Value Alignment and Moral Metareasoning
Developing AI systems that are benevolent towards humanity requires making sure that those systems know what humans want. People routinely make inferences about the preferences of others and use those inferences as the basis for helping one another. This project aims to provide AI systems a similar ability to learn from observations, in order to better align the values of those systems with those of humans. Doing so requires dealing with some significant challenges: If we ultimately develop AI systems that can reason better than humans, how do we make sure that those AI systems are able to take human limitations into account? The fact that we haven’t yet cured cancer shouldn’t be taken as evidence that we don’t really care about it. Furthermore, once we have made an AI system that can reason about human preferences, that system then has to trade off time spent in deliberating about the right course of action with the need to act as quickly as possible – it needs to deal with its own computational limitations as it makes decisions. We aim to address both these challenges by examining how intelligent agents (be they humans or computers) should make these tradeoffs.

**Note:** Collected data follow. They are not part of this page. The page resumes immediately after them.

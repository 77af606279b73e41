use std::sync::Arc;

/// Error returned by the [`crate::rpc::SwapApi`] implementations.
#[derive(Debug, thiserror::Error)]
pub enum RpcError {
    #[error("invalid request: {0}")]
    InvalidRequest(String),

    #[error("unexpected HTTP status {status}: {message}")]
    Status { status: u16, message: String },

    #[error("unexpected response: {0}")]
    InvalidResponse(String),

    #[error("transport error: {0}")]
    Transport(String),

    #[error("request timed out")]
    Timeout,
}

impl From<reqwest::Error> for RpcError {
    fn from(value: reqwest::Error) -> Self {
        if value.is_timeout() {
            Self::Timeout
        } else if let Some(status) = value.status() {
            Self::Status {
                status: status.as_u16(),
                message: value.to_string(),
            }
        } else if value.is_decode() {
            Self::InvalidResponse(value.to_string())
        } else if value.is_builder() {
            Self::InvalidRequest(value.to_string())
        } else {
            Self::Transport(value.to_string())
        }
    }
}

impl From<url::ParseError> for RpcError {
    fn from(value: url::ParseError) -> Self {
        Self::InvalidRequest(value.to_string())
    }
}

/// Error returned by the [`crate::store::SwapCatalog`] and
/// [`crate::store::CursorStore`] implementations.
#[derive(Debug, thiserror::Error)]
pub enum StoreError {
    #[error("no polling cursor for contract {contract} on {blockchain}")]
    CursorNotFound { contract: String, blockchain: String },

    #[error("storage backend error: {0}")]
    Backend(String),
}

/// Reasons a raw swap event can not be turned into a trade.
#[derive(Debug, Clone, PartialEq, Eq, thiserror::Error)]
pub enum DecodeError {
    #[error("swap event has {0} fields, at least 5 expected")]
    MissingFields(usize),

    #[error("zero input amount in field {0}")]
    ZeroInput(usize),

    #[error("zero output amount in field {0}")]
    ZeroOutput(usize),

    #[error("input amount in field {0} is out of range")]
    AmountOutOfRange(usize),
}

/// Scraper level error.
#[derive(Debug, thiserror::Error)]
pub enum ScraperError {
    #[error("scraper is closed")]
    Closed,

    #[error("scraper task failed: {0}")]
    TaskFailed(String),

    #[error("scraper is already closed")]
    AlreadyClosed,

    #[error("scraper terminated: {0}")]
    Terminated(Arc<ScraperError>),

    #[error("shutdown requested while publishing trades")]
    ShuttingDown,

    #[error("trade receiver dropped")]
    ReceiverDropped,

    #[error("{count} consecutive update failures, last: {last}")]
    TooManyFailures {
        count: u32,
        #[source]
        last: Box<ScraperError>,
    },

    #[error("rpc error: {0}")]
    Rpc(#[from] RpcError),

    #[error("store error: {0}")]
    Store(#[from] StoreError),

    #[error("decode error: {0}")]
    Decode(#[from] DecodeError),

    #[error("configuration error: {0}")]
    Config(#[from] envy::Error),
}
//! Ayin DEX swap scraper.
//!
//! # Overview
//!
//! Polls swap events emitted by the Ayin DEX pair contracts on Alephium,
//! normalizes every event into a [`trade::Trade`] and streams the trades
//! through a bounded channel.
//!
//! Use [`scraper::Scraper::new`] to construct the scraper with a [`rpc::SwapApi`]
//! implementation (see [`rpc::AlephiumClient`]) and a store implementing
//! [`store::SwapCatalog`] and [`store::CursorStore`] (see [`store::MemoryStore`]),
//! then consume trades from the returned [`trade::TradeReceiver`].
//!
//! Per-contract progress is kept as page cursors in the store, so a restarted
//! scraper resumes where the previous one stopped. Delivery is at-least-once:
//! a cursor is advanced only after its whole event batch has been published.
//!
//! # Limitations/follow-ups
//!
//! * Explorer pagination is offset based; a partially filled page is never
//!   re-read once its cursor moves on.
//!
//! * Only the in-memory store is provided.
//!
//! # Testing
//!
//! [`testing`] module provides scripted API and store doubles plus fixtures
//! for the common ALPH/USDT pair.

pub mod config;
pub mod error;
pub mod num;
pub mod rpc;
pub mod scraper;
pub mod store;
pub mod testing;
pub mod trade;
pub mod types;

#[derive(Clone, Debug, PartialEq, Eq)]
/// Exchange the scraper is collecting trades for.
pub struct Exchange {
    name: String,
    blockchain: String,
}

impl Exchange {
    pub fn ayin() -> Self {
        Self {
            name: "Ayin".to_string(),
            blockchain: "Alephium".to_string(),
        }
    }

    pub fn custom(name: impl Into<String>, blockchain: impl Into<String>) -> Self {
        Self {
            name: name.into(),
            blockchain: blockchain.into(),
        }
    }

    /// Exchange name, used as trade source and configuration namespace.
    pub fn name(&self) -> &str {
        &self.name
    }

    pub fn blockchain(&self) -> &str {
        &self.blockchain
    }
}
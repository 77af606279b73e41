use crate::error::RpcError;

/// Address type prefix of contract addresses (P2C).
const CONTRACT_PREFIX: u8 = 0x03;

/// Number of address groups on Alephium mainnet.
const GROUPS: u8 = 4;

/// Token ID of the native ALPH token.
pub const ALPH_TOKEN_ID: [u8; 32] = [0; 32];

/// Base58 contract address of the contract (or token) ID.
pub fn contract_address(id: &[u8; 32]) -> String {
    let mut bytes = Vec::with_capacity(33);
    bytes.push(CONTRACT_PREFIX);
    bytes.extend_from_slice(id);
    bs58::encode(bytes).into_string()
}

/// Contract ID encoded in the base58 contract address.
pub fn contract_id(address: &str) -> Result<[u8; 32], RpcError> {
    let bytes = bs58::decode(address)
        .into_vec()
        .map_err(|e| RpcError::InvalidRequest(format!("invalid address {address}: {e}")))?;
    match bytes.split_first() {
        Some((&CONTRACT_PREFIX, id)) => id.try_into().map_err(|_| {
            RpcError::InvalidRequest(format!("invalid contract id length in {address}"))
        }),
        _ => Err(RpcError::InvalidRequest(format!(
            "{address} is not a contract address"
        ))),
    }
}

/// Group the contract lives in, required by contract calls.
pub fn contract_group(address: &str) -> Result<u8, RpcError> {
    contract_id(address).map(|id| id[31] % GROUPS)
}

#[cfg(test)]
mod tests {
    use super::*;

    #[test]
    fn test_contract_address_roundtrip() {
        let mut id = [0u8; 32];
        id[0] = 0xab;
        id[31] = 0x07;

        let address = contract_address(&id);
        assert_eq!(contract_id(&address).unwrap(), id);
        assert_eq!(contract_group(&address).unwrap(), 3);
    }

    #[test]
    fn test_native_token_address() {
        let address = contract_address(&ALPH_TOKEN_ID);
        assert_eq!(address, "tgx7VNFoP9DJiFMFgXXtafQZkUvyEdDHT9ryamHJYrjq");
        assert_eq!(contract_group(&address).unwrap(), 0);
    }

    #[test]
    fn test_rejects_non_contract_address() {
        // P2PKH prefix
        let address = bs58::encode([0u8; 33]).into_string();
        assert!(matches!(
            contract_id(&address),
            Err(RpcError::InvalidRequest(_))
        ));
        assert!(contract_id("not-base58-0OIl").is_err());
        assert!(contract_id(&bs58::encode([CONTRACT_PREFIX; 5]).into_string()).is_err());
    }
}
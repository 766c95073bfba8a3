// src/control.rs

//! Line-oriented control console.
//!
//! After startup the process reads commands such as `start dev`,
//! `stop dev tests` or `status` from stdin, one per line.

use std::str::FromStr;

#[derive(Debug, Clone, PartialEq, Eq)]
pub enum ControlCommand {
    Start(Vec<String>),
    Stop(Vec<String>),
    Clean(Vec<String>),
    /// An empty id list resets every watched build.
    Reset(Vec<String>),
    Status,
    BuildOnce(Vec<String>),
    Help,
    Quit,
}

pub const HELP: &str = "\
commands:
  start <id>...       start watching builds
  stop <id>...        stop watching builds
  clean <id>...       delete build outputs (watch keeps running)
  reset [<id>...]     clean, stop and start again with fresh config
  status              list watched builds
  build-once <id>...  compile builds once without watching
  help                show this text
  quit                stop everything and exit";

impl FromStr for ControlCommand {
    type Err = String;

    fn from_str(line: &str) -> Result<Self, Self::Err> {
        let mut words = line.split_whitespace();
        let Some(verb) = words.next() else {
            return Err("empty command".to_string());
        };
        let ids: Vec<String> = words.map(str::to_string).collect();

        match verb.to_lowercase().as_str() {
            "start" => with_ids(verb, ids, ControlCommand::Start),
            "stop" => with_ids(verb, ids, ControlCommand::Stop),
            "clean" => with_ids(verb, ids, ControlCommand::Clean),
            "build-once" | "once" => with_ids(verb, ids, ControlCommand::BuildOnce),
            "reset" => Ok(ControlCommand::Reset(ids)),
            "status" => Ok(ControlCommand::Status),
            "help" | "?" => Ok(ControlCommand::Help),
            "quit" | "exit" => Ok(ControlCommand::Quit),
            other => Err(format!("unknown command `{other}` (try `help`)")),
        }
    }
}

fn with_ids(
    verb: &str,
    ids: Vec<String>,
    cmd: fn(Vec<String>) -> ControlCommand,
) -> Result<ControlCommand, String> {
    if ids.is_empty() {
        Err(format!("`{verb}` needs at least one build id"))
    } else {
        Ok(cmd(ids))
    }
}
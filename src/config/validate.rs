// src/config/validate.rs

use toml::{Table, Value};

use crate::config::model::{BuildOptions, CompilerView, KNOWN_OPTION_KEYS};
use crate::errors::ConfigError;

/// Schema validation for one source document.
///
/// This checks:
/// - every orchestrator option key is known
/// - every option has the expected type
/// - `debounce-ms` is at least 1
/// - extension lists do not carry a leading dot
/// - the compiler keys the orchestrator reads have the expected type
///
/// Unknown compiler keys are accepted; they belong to the compiler.
pub fn validate_document(
    origin: &str,
    options: &Table,
    compiler: Option<&Table>,
) -> Result<(), ConfigError> {
    validate_known_keys(origin, options)?;
    let typed = BuildOptions::from_table(options, origin).map_err(|e| schema(origin, e))?;
    validate_option_values(origin, &typed)?;
    if let Some(compiler) = compiler {
        validate_compiler(origin, compiler)?;
    }
    Ok(())
}

fn validate_known_keys(origin: &str, options: &Table) -> Result<(), ConfigError> {
    for key in options.keys() {
        if !KNOWN_OPTION_KEYS.contains(&key.as_str()) {
            return Err(ConfigError::Schema {
                origin: origin.to_string(),
                message: format!("unknown option '{key}'"),
            });
        }
    }
    Ok(())
}

fn validate_option_values(origin: &str, opts: &BuildOptions) -> Result<(), ConfigError> {
    if opts.debounce_ms == Some(0) {
        return Err(ConfigError::Schema {
            origin: origin.to_string(),
            message: "debounce-ms must be >= 1 (got 0)".to_string(),
        });
    }

    let lists = [
        ("compiled-extensions", &opts.compiled_extensions),
        ("support-extensions", &opts.support_extensions),
    ];
    for (key, list) in lists {
        if let Some(exts) = list {
            if let Some(bad) = exts.iter().find(|e| e.starts_with('.') || e.is_empty()) {
                return Err(ConfigError::Schema {
                    origin: origin.to_string(),
                    message: format!("{key}: invalid extension '{bad}' (write it without a dot)"),
                });
            }
        }
    }

    if let Some(ext) = &opts.artifact_extension {
        if ext.starts_with('.') || ext.is_empty() {
            return Err(ConfigError::Schema {
                origin: origin.to_string(),
                message: format!("artifact-extension: invalid extension '{ext}'"),
            });
        }
    }

    Ok(())
}

fn validate_compiler(origin: &str, compiler: &Table) -> Result<(), ConfigError> {
    CompilerView::from_table(compiler, origin).map_err(|e| schema(origin, e))?;

    if let Some(Value::String(main)) = compiler.get("main") {
        if main.trim().is_empty() {
            return Err(ConfigError::Schema {
                origin: origin.to_string(),
                message: "compiler main must not be empty".to_string(),
            });
        }
    }
    Ok(())
}

fn schema(origin: &str, err: ConfigError) -> ConfigError {
    match err {
        ConfigError::Invalid(message) => ConfigError::Schema {
            origin: origin.to_string(),
            message,
        },
        other => other,
    }
}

AI research has focused on improving the decision-making capabilities of computers, i.e., the ability to select high-quality actions in pursuit of a given objective. When the objective is aligned with the values of the human race, this can lead to tremendous benefits. When the objective is misaligned, improving the AI system’s decision-making may lead to worse outcomes for the human race. The objectives of the proposed research are (1) to create a mathematical framework in which fundamental questions of value alignment can be investigated; (2) to develop and experiment with methods for aligning the values of a machine (whether explicitly or implicitly represented) with those of humans; (3) to understand the relationships among the degree of value alignment, the decision-making capability of the machine, and the potential loss to the human; and (4) to understand in particular the implications of the computational limitations of humans and machines for value alignment. The core of our technical approach will be a cooperative, game-theoretic extension of inverse reinforcement learning, allowing for the different action spaces of humans and machines and the varying motivations of humans; the concepts of rational metareasoning and bounded optimality will inform our investigation of the effects of computational limitations.